### What is being asked
The expected output is each entry, given again exactly.

[Dataset entries]
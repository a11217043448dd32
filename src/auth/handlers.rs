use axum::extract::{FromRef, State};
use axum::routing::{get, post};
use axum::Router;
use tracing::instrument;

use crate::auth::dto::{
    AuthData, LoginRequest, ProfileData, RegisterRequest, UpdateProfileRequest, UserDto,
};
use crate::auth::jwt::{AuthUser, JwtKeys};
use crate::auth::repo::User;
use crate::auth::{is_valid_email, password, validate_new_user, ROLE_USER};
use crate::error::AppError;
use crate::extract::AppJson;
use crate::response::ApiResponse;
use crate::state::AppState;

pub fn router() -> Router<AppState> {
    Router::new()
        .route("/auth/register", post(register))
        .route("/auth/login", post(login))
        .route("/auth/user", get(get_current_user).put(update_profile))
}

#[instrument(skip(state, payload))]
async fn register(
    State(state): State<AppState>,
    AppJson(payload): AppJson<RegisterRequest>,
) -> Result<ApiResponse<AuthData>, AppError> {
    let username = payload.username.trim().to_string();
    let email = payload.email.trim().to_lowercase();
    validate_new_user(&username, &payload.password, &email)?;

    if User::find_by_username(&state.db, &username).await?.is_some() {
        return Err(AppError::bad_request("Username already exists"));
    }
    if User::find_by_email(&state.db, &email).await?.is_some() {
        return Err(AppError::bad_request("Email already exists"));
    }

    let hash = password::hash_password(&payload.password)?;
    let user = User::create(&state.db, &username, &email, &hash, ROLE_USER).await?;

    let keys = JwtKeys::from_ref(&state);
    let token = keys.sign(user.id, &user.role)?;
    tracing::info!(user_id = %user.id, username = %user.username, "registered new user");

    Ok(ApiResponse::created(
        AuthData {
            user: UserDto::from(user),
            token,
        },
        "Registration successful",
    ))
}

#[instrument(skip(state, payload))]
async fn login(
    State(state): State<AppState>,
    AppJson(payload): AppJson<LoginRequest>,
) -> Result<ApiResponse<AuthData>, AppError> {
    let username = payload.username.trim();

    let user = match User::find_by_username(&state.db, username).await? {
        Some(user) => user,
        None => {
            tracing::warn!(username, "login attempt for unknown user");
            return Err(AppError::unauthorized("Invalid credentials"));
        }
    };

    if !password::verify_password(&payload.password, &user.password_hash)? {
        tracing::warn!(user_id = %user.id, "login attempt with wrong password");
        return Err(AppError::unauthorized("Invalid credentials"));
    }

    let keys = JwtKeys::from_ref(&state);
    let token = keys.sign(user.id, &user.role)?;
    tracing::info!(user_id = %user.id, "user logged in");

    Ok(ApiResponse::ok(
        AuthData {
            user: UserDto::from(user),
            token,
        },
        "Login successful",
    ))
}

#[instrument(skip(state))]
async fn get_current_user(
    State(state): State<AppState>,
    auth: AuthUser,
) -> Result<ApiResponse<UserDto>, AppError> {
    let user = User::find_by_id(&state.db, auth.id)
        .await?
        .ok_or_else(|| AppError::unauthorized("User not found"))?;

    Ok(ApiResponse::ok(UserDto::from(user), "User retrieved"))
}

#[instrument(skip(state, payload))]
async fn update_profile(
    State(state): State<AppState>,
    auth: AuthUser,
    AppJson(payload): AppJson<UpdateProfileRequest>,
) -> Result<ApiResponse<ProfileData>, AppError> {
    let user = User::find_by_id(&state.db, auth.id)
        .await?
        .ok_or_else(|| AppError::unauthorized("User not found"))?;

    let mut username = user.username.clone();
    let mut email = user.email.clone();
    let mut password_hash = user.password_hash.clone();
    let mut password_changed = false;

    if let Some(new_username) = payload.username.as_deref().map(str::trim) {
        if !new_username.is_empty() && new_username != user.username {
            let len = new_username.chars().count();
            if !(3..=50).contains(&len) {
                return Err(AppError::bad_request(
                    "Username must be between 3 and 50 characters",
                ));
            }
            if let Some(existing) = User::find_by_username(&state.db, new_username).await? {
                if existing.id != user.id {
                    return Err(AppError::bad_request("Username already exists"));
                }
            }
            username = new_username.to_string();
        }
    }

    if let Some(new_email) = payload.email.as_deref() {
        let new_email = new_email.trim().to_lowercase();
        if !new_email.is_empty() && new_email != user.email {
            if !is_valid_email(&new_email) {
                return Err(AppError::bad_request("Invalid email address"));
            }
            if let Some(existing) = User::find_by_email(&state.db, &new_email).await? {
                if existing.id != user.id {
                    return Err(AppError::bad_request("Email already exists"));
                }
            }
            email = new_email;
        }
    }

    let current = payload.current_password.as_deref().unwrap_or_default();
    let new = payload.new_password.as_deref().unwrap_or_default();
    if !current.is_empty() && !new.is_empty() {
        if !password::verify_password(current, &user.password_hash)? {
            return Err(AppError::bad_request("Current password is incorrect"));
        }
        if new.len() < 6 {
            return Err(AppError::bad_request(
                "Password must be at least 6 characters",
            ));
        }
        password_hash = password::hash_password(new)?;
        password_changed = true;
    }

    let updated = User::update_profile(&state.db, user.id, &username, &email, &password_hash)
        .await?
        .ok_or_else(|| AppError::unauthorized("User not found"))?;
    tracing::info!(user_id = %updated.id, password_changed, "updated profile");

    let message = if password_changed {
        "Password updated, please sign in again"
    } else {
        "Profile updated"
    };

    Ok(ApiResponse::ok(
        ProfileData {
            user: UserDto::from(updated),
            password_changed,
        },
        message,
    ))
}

### Answer space
repository a11217043448dd32
filename src/auth/handlers.rs
use axum::extract::{FromRef, State};
use axum::routing::{get, post};
use axum::Router;
use tracing::instrument;

use crate::auth::dto::{
    AuthData, LoginRequest, ProfileData, RegisterRequest, UpdateProfileRequest, UserDto,
};
use crate::auth::jwt::{AuthUser, JwtKeys};
use crate::auth::repo::User;
use crate::auth::{is_valid_email, password, validate_new_user, ROLE_USER};
use crate::error::AppError;
use crate::extract::AppJson;
use crate::response::ApiResponse;
use crate::state::AppState;

pub fn router() -> Router<AppState> {
    Router::new()
        .route("/auth/register", post(register))
        .route("/auth/login", post(login))
        .route("/auth/user", get(get_current_user).put(update_profile))
}

#[instrument(skip(state, payload))]
async fn register(
    State(state): State<AppState>,
    AppJson(payload): AppJson<RegisterRequest>,
) -> Result<ApiResponse<AuthData>, AppError> {
    let username = payload.username.trim().to_string();
    let email = payload.email.trim().to_lowercase();
    validate_new_user(&username, &payload.password, &email)?;

    if User::find_by_username(&state.db, &username).await?.is_some() {
        return Err(AppError::bad_request("Username already exists"));
    }
    if User::find_by_email(&state.db, &email).await?.is_some() {
        return Err(AppError::bad_request("Email already exists"));
    }

    let hash = password::hash_password(&payload.password)?;
    let user = User::create(&state.db, &username, &email, &hash, ROLE_USER).await?;

    let keys = JwtKeys::from_ref(&state);
    let token = keys.sign(user.id, &user.role)?;
    tracing::info!(user_id = %user.id, username = %user.username, "registered new user");

    Ok(ApiResponse::created(
        AuthData {
            user: UserDto::from(user),
            token,
        },
        "Registration successful",
    ))
}

#[instrument(skip(state, payload))]
async fn login(
    State(state): State<AppState>,
    AppJson(payload): AppJson<LoginRequest>,
) -> Result<ApiResponse<AuthData>, AppError> {
    let username = payload.username.trim();

    let user = match User::find_by_username(&state.db, username).await? {
        Some(user) => user,
        None => {
            tracing::warn!(username, "login attempt for unknown user");
            return Err(AppError::unauthorized("Invalid credentials"));
        }
    };

    if !password::verify_password(&payload.password, &user.password_hash)? {
        tracing::warn!(user_id = %user.id, "login attempt with wrong password");
        return Err(AppError::unauthorized("Invalid credentials"));
    }

    let keys = JwtKeys::from_ref(&state);
    let token = keys.sign(user.id, &user.role)?;
    tracing::info!(user_id = %user.id, "user logged in");

    Ok(ApiResponse::ok(
        AuthData {
            user: UserDto::from(user),
            token,
        },
        "Login successful",
    ))
}

#[instrument(skip(state))]
async fn get_current_user(
    State(state): State<AppState>,
    auth: AuthUser,
) -> Result<ApiResponse<UserDto>, AppError> {
    let user = User::find_by_id(&state.db, auth.id)
        .await?
        .ok_or_else(|| AppError::unauthorized("User not found"))?;

    Ok(ApiResponse::ok(UserDto::from(user), "User retrieved"))
}

#[instrument(skip(state, payload))]
async fn update_profile(
    State(state): State<AppState>,
    auth: AuthUser,
    AppJson(payload): AppJson<UpdateProfileRequest>,
) -> Result<ApiResponse<ProfileData>, AppError> {
    let user = User::find_by_id(&state.db, auth.id)
        .await?
        .ok_or_else(|| AppError::unauthorized("User not found"))?;

    let mut username = user.username.clone();
    let mut email = user.email.clone();
    let mut password_hash = user.password_hash.clone();
    let mut password_changed = false;

    if let Some(new_username) = payload.username.as_deref().map(str::trim) {
        if !new_username.is_empty() && new_username != user.username {
            let len = new_username.chars().count();
            if !(3..=50).contains(&len) {
                return Err(AppError::bad_request(
                    "Username must be between 3 and 50 characters",
                ));
            }
            if let Some(existing) = User::find_by_username(&state.db, new_username).await? {
                if existing.id != user.id {
                    return Err(AppError::bad_request("Username already exists"));
                }
            }
            username = new_username.to_string();
        }
    }

    if let Some(new_email) = payload.email.as_deref() {
        let new_email = new_email.trim().to_lowercase();
        if !new_email.is_empty() && new_email != user.email {
            if !is_valid_email(&new_email) {
                return Err(AppError::bad_request("Invalid email address"));
            }
            if let Some(existing) = User::find_by_email(&state.db, &new_email).await? {
                if existing.id != user.id {
                    return Err(AppError::bad_request("Email already exists"));
                }
            }
            email = new_email;
        }
    }

    let current = payload.current_password.as_deref().unwrap_or_default();
    let new = payload.new_password.as_deref().unwrap_or_default();
    if !current.is_empty() && !new.is_empty() {
        if !password::verify_password(current, &user.password_hash)? {
            return Err(AppError::bad_request("Current password is incorrect"));
        }
        if new.len() < 6 {
            return Err(AppError::bad_request(
                "Password must be at least 6 characters",
            ));
        }
        password_hash = password::hash_password(new)?;
        password_changed = true;
    }

    let updated = User::update_profile(&state.db, user.id, &username, &email, &password_hash)
        .await?
        .ok_or_else(|| AppError::unauthorized("User not found"))?;
    tracing::info!(user_id = %updated.id, password_changed, "updated profile");

    let message = if password_changed {
        "Password updated, please sign in again"
    } else {
        "Profile updated"
    };

    Ok(ApiResponse::ok(
        ProfileData {
            user: UserDto::from(updated),
            password_changed,
        },
        message,
    ))
}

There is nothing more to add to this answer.